All these issues are made worse by high staff and program turnover, and the churn that makes it hard to actually implement change. Further complicating working towards solutions is a lack of transparency and trust, where in some cases history taught you to be mistrustful.
As described by the Grand Jury,
in some cases, finance officers were instructed to withhold “bad news” from the board and other decision makers. Witnesses confirmed that the previous superintendent and other leadership instructed staff not to tell the board that the system could be as much as $30 million over budget.
In addition, witnesses described to the Grand Jury various ways that officials hide money off the budget to fund special projects and take personnel actions.
Structural Problems and a Call for Answers
The Grand Jury cited the “too many schools” issue agreeing with anyone who has ever studied OUSD, and more critiqued the Board for not doing anything about it,
Over the last 15 years, student enrollment in OUSD-operated schools has fallen from nearly 54,000 to approximately 37,000. Yet, witnesses say, OUSD operates as if there has been no decline in enrollment…
In the Grand Jury’s investigation it became clear that schools need to be consolidated if the district is to survive. To do so, the board must begin by explaining to the public the financial and educational consequences of operating too many schools.

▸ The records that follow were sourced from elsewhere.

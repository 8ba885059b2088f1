//! Database metrics collection.

use metrics::{gauge, histogram};
use sqlx::PgPool;
use std::time::Instant;

/// Records how long a named query took.
pub fn record_query_duration(query_name: &'static str, duration_secs: f64) {
    histogram!("database_query_duration_seconds", "query" => query_name).record(duration_secs);
}

/// Publishes connection pool gauges. Called on every metrics scrape.
pub fn record_pool_metrics(pool: &PgPool) {
    let size = pool.size() as usize;
    let idle = pool.num_idle();

    gauge!("database_connections_total").set(size as f64);
    gauge!("database_connections_idle").set(idle as f64);
    gauge!("database_connections_active").set(size.saturating_sub(idle) as f64);
}

/// Times one repository call.
///
/// ```ignore
/// let timer = QueryTimer::new("find_exit_code_by_id");
/// let result = sqlx::query_as::<_, ExitCodeEntity>(...).fetch_optional(&pool).await;
/// timer.record();
/// result
/// ```
pub struct QueryTimer {
    query_name: &'static str,
    start: Instant,
}

impl QueryTimer {
    pub fn new(query_name: &'static str) -> Self {
        Self {
            query_name,
            start: Instant::now(),
        }
    }

    /// Records the elapsed time under the query name.
    pub fn record(self) {
        record_query_duration(self.query_name, self.start.elapsed().as_secs_f64());
    }
}

#[cfg(test)]
mod tests {
    use super::*;

    #[test]
    fn test_query_timer_keeps_name() {
        let timer = QueryTimer::new("lock_unused_personal_exit_code");
        assert_eq!(timer.query_name, "lock_unused_personal_exit_code");
        timer.record();
    }
}
//! Random exit code generation.

use rand::rngs::OsRng;
use rand::Rng;

/// Characters used for exit codes. Excludes `0`, `O`, `1` and `I`, which are
/// easily confused when read aloud or copied from a projector.
pub const EXIT_CODE_ALPHABET: &[u8] = b"ABCDEFGHJKLMNPQRSTUVWXYZ23456789";

/// Code length used when the caller does not ask for one.
pub const DEFAULT_EXIT_CODE_LENGTH: usize = 6;

/// Upper bound accepted for a requested code length.
pub const MAX_EXIT_CODE_LENGTH: usize = 32;

/// Normalizes a requested length: absent, zero or negative becomes the default.
pub fn effective_code_length(requested: Option<i32>) -> usize {
    match requested {
        Some(n) if n > 0 => n as usize,
        _ => DEFAULT_EXIT_CODE_LENGTH,
    }
}

/// Generates a random exit code of `length` characters.
///
/// Each character is drawn uniformly from [`EXIT_CODE_ALPHABET`] using the
/// operating system's CSPRNG.
pub fn generate_exit_code(length: usize) -> String {
    let mut rng = OsRng;
    (0..length)
        .map(|_| {
            let idx = rng.gen_range(0..EXIT_CODE_ALPHABET.len());
            EXIT_CODE_ALPHABET[idx] as char
        })
        .collect()
}
//! Live monitoring wire payloads and list models.

use chrono::{DateTime, Utc};
use serde::{Deserialize, Serialize};
use shared::pagination::PageMeta;
use uuid::Uuid;

use super::room::RoomBlock;

/// Status block nested in monitoring rows and snapshots.
#[derive(Debug, Clone, PartialEq, Eq, Serialize)]
pub struct MonitoringBlock {
    /// Status row id; `None` when the student has never reported.
    pub id: Option<Uuid>,
    pub app_version: String,
    pub locked: bool,
    pub blocked_from_exam: bool,
    pub force_logout_at: Option<DateTime<Utc>>,
    pub updated_at: Option<DateTime<Utc>>,
}

/// Snapshot pushed to dashboard viewers when a student's status changes.
#[derive(Debug, Clone, PartialEq, Eq, Serialize)]
pub struct MonitoringSnapshot {
    /// Student id, duplicated so dashboards can key rows by `id`.
    pub id: Uuid,
    pub student_id: Uuid,
    #[serde(skip_serializing_if = "Option::is_none")]
    pub room_id: Option<Uuid>,
    pub locked: bool,
    pub blocked_from_exam: bool,
    pub updated_at: DateTime<Utc>,
    #[serde(skip_serializing_if = "Option::is_none")]
    pub force_logout_at: Option<DateTime<Utc>>,
    #[serde(skip_serializing_if = "String::is_empty")]
    pub app_version: String,
    pub monitoring: MonitoringBlock,
    pub room: RoomBlock,
}

/// Kind of message pushed to a student's own connection.
#[derive(Debug, Clone, Copy, PartialEq, Eq, Serialize, Deserialize)]
#[serde(rename_all = "snake_case")]
pub enum StudentMessageType {
    StatusUpdate,
}

/// Message pushed to a student's exam client.
#[derive(Debug, Clone, PartialEq, Eq, Serialize)]
pub struct StudentStatusMessage {
    #[serde(rename = "type")]
    pub kind: StudentMessageType,
    pub locked: bool,
    pub blocked_from_exam: bool,
    #[serde(skip_serializing_if = "Option::is_none")]
    pub force_logout_at: Option<DateTime<Utc>>,
    #[serde(skip_serializing_if = "Option::is_none")]
    pub app_version: Option<String>,
}

/// Query parameters for `GET /api/monitoring/students`.
#[derive(Debug, Clone, Default, Deserialize)]
pub struct ListMonitoringStudentsQuery {
    pub q: Option<String>,
    pub room_id: Option<Uuid>,
    pub page: Option<i64>,
    pub limit: Option<i64>,
    pub all: Option<String>,
    pub sort_by: Option<String>,
    pub sort_dir: Option<String>,
}

/// Sort keys accepted by the monitoring list.
pub const MONITORING_SORT_COLUMNS: &[&str] =
    &["updated_at", "full_name", "email", "kelas", "jurusan", "locked"];

/// One student row on the monitoring dashboard.
#[derive(Debug, Clone, Serialize)]
pub struct MonitoringStudentItem {
    pub id: Uuid,
    pub full_name: String,
    pub email: String,
    #[serde(rename = "kelas")]
    pub class_name: String,
    #[serde(rename = "jurusan")]
    pub major: String,
    pub monitoring: MonitoringBlock,
    pub room: RoomBlock,
}

/// Response for `GET /api/monitoring/students`.
#[derive(Debug, Clone, Serialize)]
pub struct ListMonitoringStudentsResponse {
    pub data: Vec<MonitoringStudentItem>,
    pub meta: PageMeta,
}

#[cfg(test)]
mod tests {
    use super::*;

    #[test]
    fn test_student_message_shape() {
        let msg = StudentStatusMessage {
            kind: StudentMessageType::StatusUpdate,
            locked: false,
            blocked_from_exam: false,
            force_logout_at: None,
            app_version: None,
        };
        let json = serde_json::to_value(&msg).unwrap();
        assert_eq!(
            json,
            serde_json::json!({
                "type": "status_update",
                "locked": false,
                "blocked_from_exam": false
            })
        );
    }
}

Ultimately, the board needs to consolidate schools even if opposition remains strong.
And the Grand Jury also recommended a truce in the public school wars between the district and charters, and to look for collaborative opportunities. Interestingly they seemed to argue for the “system of schools” type approach that the Board is supposed to address at the Board meeting on 6/27.
While charter and district run schools operate independently, the Grand Jury learned that opportunities exist where collaboration between the schools at these shared campuses can help ease financial burdens on both organizations and, more importantly, improve the educational experience for children… Charter schools and traditional public schools need to learn to coexist and must take advantage of opportunities to improve relations and better serve students.
OUSD is a district on the brink, the Grand Jury report confirmed this and raised even more fundamental questions. Ultimately it will take hard decisions on policy by the board, a sustained commitment from the superintendent and and a deep change in culture in the way the district operates. We can work on this ourselves or believe me someone will be sent in to work on it themselves.
Please read the report, the findings and the solutions, and push the Board to change.